• PROBLEM STATEMENT
Every record below needs to be retyped exactly as it appears.

[Saved entries]
Start of Block

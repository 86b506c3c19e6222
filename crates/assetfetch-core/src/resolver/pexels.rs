//! Pexels photo/video search.

use super::{ResolveError, ResolvedSource, SourceResolver};
use crate::config::{AssetFetchConfig, HttpConfig};
use crate::http;
use crate::media::MediaKind;
use crate::retry::{run_with_retry, RetryPolicy};
use anyhow::Context;
use serde::Deserialize;

/// Video files narrower than this are only used when nothing wider exists.
const MIN_VIDEO_WIDTH: u32 = 1280;

#[derive(Debug, Deserialize)]
struct PhotoSearch {
    #[serde(default)]
    photos: Vec<Photo>,
}

#[derive(Debug, Deserialize)]
struct Photo {
    width: Option<u32>,
    height: Option<u32>,
    photographer: Option<String>,
    src: PhotoSrc,
}

#[derive(Debug, Deserialize)]
struct PhotoSrc {
    large: Option<String>,
    original: Option<String>,
}

#[derive(Debug, Deserialize)]
struct VideoSearch {
    #[serde(default)]
    videos: Vec<Video>,
}

#[derive(Debug, Deserialize)]
struct Video {
    user: Option<VideoUser>,
    #[serde(default)]
    video_files: Vec<VideoFile>,
}

#[derive(Debug, Deserialize)]
struct VideoUser {
    name: Option<String>,
}

#[derive(Debug, Deserialize)]
struct VideoFile {
    link: String,
    width: Option<u32>,
    height: Option<u32>,
}

fn license_line(author: Option<&str>) -> String {
    match author {
        Some(name) if !name.trim().is_empty() => format!("Pexels License (by {})", name.trim()),
        _ => "Pexels License".to_string(),
    }
}

/// First photo's `src.large` (falling back to `src.original`).
fn pick_photo(body: &str) -> Result<Option<ResolvedSource>, serde_json::Error> {
    let search: PhotoSearch = serde_json::from_str(body)?;
    Ok(search.photos.into_iter().find_map(|p| {
        let url = p.src.large.or(p.src.original)?;
        Some(ResolvedSource {
            url,
            license: Some(license_line(p.photographer.as_deref())),
            dimensions: p.width.zip(p.height),
        })
    }))
}

/// First video's first HD file, else its first file.
fn pick_video(body: &str) -> Result<Option<ResolvedSource>, serde_json::Error> {
    let search: VideoSearch = serde_json::from_str(body)?;
    Ok(search.videos.into_iter().find_map(|v| {
        let author = v.user.and_then(|u| u.name);
        let mut files = v.video_files.into_iter();
        let first = files.next()?;
        let file = if first.width.unwrap_or(0) >= MIN_VIDEO_WIDTH {
            first
        } else {
            files
                .find(|f| f.width.unwrap_or(0) >= MIN_VIDEO_WIDTH)
                .unwrap_or(first)
        };
        Some(ResolvedSource {
            url: file.link,
            license: Some(license_line(author.as_deref())),
            dimensions: file.width.zip(file.height),
        })
    }))
}

/// Resolver backed by the Pexels search API.
#[derive(Debug, Clone)]
pub struct PexelsResolver {
    api_key: String,
    base_url: String,
    per_page: u32,
    http: HttpConfig,
    policy: RetryPolicy,
}

impl PexelsResolver {
    pub const API_BASE: &'static str = "https://api.pexels.com";

    pub fn new(api_key: impl Into<String>, http: HttpConfig, policy: RetryPolicy) -> Self {
        Self {
            api_key: api_key.into(),
            base_url: Self::API_BASE.to_string(),
            per_page: 1,
            http,
            policy,
        }
    }

    /// Build from config, reading the key from the environment variable it names.
    pub fn from_config(cfg: &AssetFetchConfig) -> anyhow::Result<Self> {
        let pexels = cfg.pexels();
        let api_key = std::env::var(&pexels.api_key_env)
            .with_context(|| format!("environment variable {} not set", pexels.api_key_env))?;
        Ok(Self::new(api_key, cfg.http(), cfg.retry_policy()).with_per_page(pexels.per_page))
    }

    /// Point at a different host (mirrors, tests).
    pub fn with_base_url(mut self, base_url: impl Into<String>) -> Self {
        self.base_url = base_url.into().trim_end_matches('/').to_string();
        self
    }

    pub fn with_per_page(mut self, per_page: u32) -> Self {
        self.per_page = per_page.max(1);
        self
    }

    fn search_url(&self, keyword: &str, kind: MediaKind) -> Result<url::Url, ResolveError> {
        let path = match kind {
            MediaKind::Image => "v1/search",
            MediaKind::Video => "videos/search",
        };
        let mut url = url::Url::parse(&format!("{}/{}", self.base_url, path))?;
        url.query_pairs_mut()
            .append_pair("query", keyword)
            .append_pair("per_page", &self.per_page.to_string())
            .append_pair("orientation", "landscape");
        Ok(url)
    }

    fn lookup(&self, keyword: &str, kind: MediaKind) -> Result<Option<ResolvedSource>, ResolveError> {
        let url = self.search_url(keyword, kind)?;
        let response = http::get_text(
            url.as_str(),
            &[("Authorization", self.api_key.as_str())],
            &self.http,
        )?;
        if response.status != 200 {
            return Err(ResolveError::Http {
                status: response.status,
            });
        }
        let picked = match kind {
            MediaKind::Image => pick_photo(&response.body)?,
            MediaKind::Video => pick_video(&response.body)?,
        };
        Ok(picked)
    }
}

impl SourceResolver for PexelsResolver {
    fn resolve(&self, keyword: &str, kind: MediaKind) -> Option<ResolvedSource> {
        match run_with_retry(&self.policy, keyword, |_| self.lookup(keyword, kind)) {
            Ok(Some(source)) => {
                tracing::debug!(keyword, %kind, url = %source.url, "resolved");
                Some(source)
            }
            Ok(None) => {
                tracing::info!(keyword, %kind, "no search results");
                None
            }
            Err(e) => {
                tracing::warn!(keyword, %kind, error = %e, "search failed");
                None
            }
        }
    }
}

End of Block

• ANSWER TO THIS PROBLEM
repository 86b506c3c19e6222
filename crates/assetfetch-core/src/resolver/pexels.rs
//! Pexels photo/video search.

use super::{ResolveError, ResolvedSource, SourceResolver};
use crate::config::{AssetFetchConfig, HttpConfig};
use crate::http;
use crate::media::MediaKind;
use crate::retry::{run_with_retry, RetryPolicy};
use anyhow::Context;
use serde::Deserialize;

/// Video files narrower than this are only used when nothing wider exists.
const MIN_VIDEO_WIDTH: u32 = 1280;

#[derive(Debug, Deserialize)]
struct PhotoSearch {
    #[serde(default)]
    photos: Vec<Photo>,
}

#[derive(Debug, Deserialize)]
struct Photo {
    width: Option<u32>,
    height: Option<u32>,
    photographer: Option<String>,
    src: PhotoSrc,
}

#[derive(Debug, Deserialize)]
struct PhotoSrc {
    large: Option<String>,
    original: Option<String>,
}

#[derive(Debug, Deserialize)]
struct VideoSearch {
    #[serde(default)]
    videos: Vec<Video>,
}

#[derive(Debug, Deserialize)]
struct Video {
    user: Option<VideoUser>,
    #[serde(default)]
    video_files: Vec<VideoFile>,
}

#[derive(Debug, Deserialize)]
struct VideoUser {
    name: Option<String>,
}

#[derive(Debug, Deserialize)]
struct VideoFile {
    link: String,
    width: Option<u32>,
    height: Option<u32>,
}

fn license_line(author: Option<&str>) -> String {
    match author {
        Some(name) if !name.trim().is_empty() => format!("Pexels License (by {})", name.trim()),
        _ => "Pexels License".to_string(),
    }
}

/// First photo's `src.large` (falling back to `src.original`).
fn pick_photo(body: &str) -> Result<Option<ResolvedSource>, serde_json::Error> {
    let search: PhotoSearch = serde_json::from_str(body)?;
    Ok(search.photos.into_iter().find_map(|p| {
        let url = p.src.large.or(p.src.original)?;
        Some(ResolvedSource {
            url,
            license: Some(license_line(p.photographer.as_deref())),
            dimensions: p.width.zip(p.height),
        })
    }))
}

/// First video's first HD file, else its first file.
fn pick_video(body: &str) -> Result<Option<ResolvedSource>, serde_json::Error> {
    let search: VideoSearch = serde_json::from_str(body)?;
    Ok(search.videos.into_iter().find_map(|v| {
        let author = v.user.and_then(|u| u.name);
        let mut files = v.video_files.into_iter();
        let first = files.next()?;
        let file = if first.width.unwrap_or(0) >= MIN_VIDEO_WIDTH {
            first
        } else {
            files
                .find(|f| f.width.unwrap_or(0) >= MIN_VIDEO_WIDTH)
                .unwrap_or(first)
        };
        Some(ResolvedSource {
            url: file.link,
            license: Some(license_line(author.as_deref())),
            dimensions: file.width.zip(file.height),
        })
    }))
}

/// Resolver backed by the Pexels search API.
#[derive(Debug, Clone)]
pub struct PexelsResolver {
    api_key: String,
    base_url: String,
    per_page: u32,
    http: HttpConfig,
    policy: RetryPolicy,
}

impl PexelsResolver {
    pub const API_BASE: &'static str = "https://api.pexels.com";

    pub fn new(api_key: impl Into<String>, http: HttpConfig, policy: RetryPolicy) -> Self {
        Self {
            api_key: api_key.into(),
            base_url: Self::API_BASE.to_string(),
            per_page: 1,
            http,
            policy,
        }
    }

    /// Build from config, reading the key from the environment variable it names.
    pub fn from_config(cfg: &AssetFetchConfig) -> anyhow::Result<Self> {
        let pexels = cfg.pexels();
        let api_key = std::env::var(&pexels.api_key_env)
            .with_context(|| format!("environment variable {} not set", pexels.api_key_env))?;
        Ok(Self::new(api_key, cfg.http(), cfg.retry_policy()).with_per_page(pexels.per_page))
    }

    /// Point at a different host (mirrors, tests).
    pub fn with_base_url(mut self, base_url: impl Into<String>) -> Self {
        self.base_url = base_url.into().trim_end_matches('/').to_string();
        self
    }

    pub fn with_per_page(mut self, per_page: u32) -> Self {
        self.per_page = per_page.max(1);
        self
    }

    fn search_url(&self, keyword: &str, kind: MediaKind) -> Result<url::Url, ResolveError> {
        let path = match kind {
            MediaKind::Image => "v1/search",
            MediaKind::Video => "videos/search",
        };
        let mut url = url::Url::parse(&format!("{}/{}", self.base_url, path))?;
        url.query_pairs_mut()
            .append_pair("query", keyword)
            .append_pair("per_page", &self.per_page.to_string())
            .append_pair("orientation", "landscape");
        Ok(url)
    }

    fn lookup(&self, keyword: &str, kind: MediaKind) -> Result<Option<ResolvedSource>, ResolveError> {
        let url = self.search_url(keyword, kind)?;
        let response = http::get_text(
            url.as_str(),
            &[("Authorization", self.api_key.as_str())],
            &self.http,
        )?;
        if response.status != 200 {
            return Err(ResolveError::Http {
                status: response.status,
            });
        }
        let picked = match kind {
            MediaKind::Image => pick_photo(&response.body)?,
            MediaKind::Video => pick_video(&response.body)?,
        };
        Ok(picked)
    }
}

impl SourceResolver for PexelsResolver {
    fn resolve(&self, keyword: &str, kind: MediaKind) -> Option<ResolvedSource> {
        match run_with_retry(&self.policy, keyword, |_| self.lookup(keyword, kind)) {
            Ok(Some(source)) => {
                tracing::debug!(keyword, %kind, url = %source.url, "resolved");
                Some(source)
            }
            Ok(None) => {
                tracing::info!(keyword, %kind, "no search results");
                None
            }
            Err(e) => {
                tracing::warn!(keyword, %kind, error = %e, "search failed");
                None
            }
        }
    }
}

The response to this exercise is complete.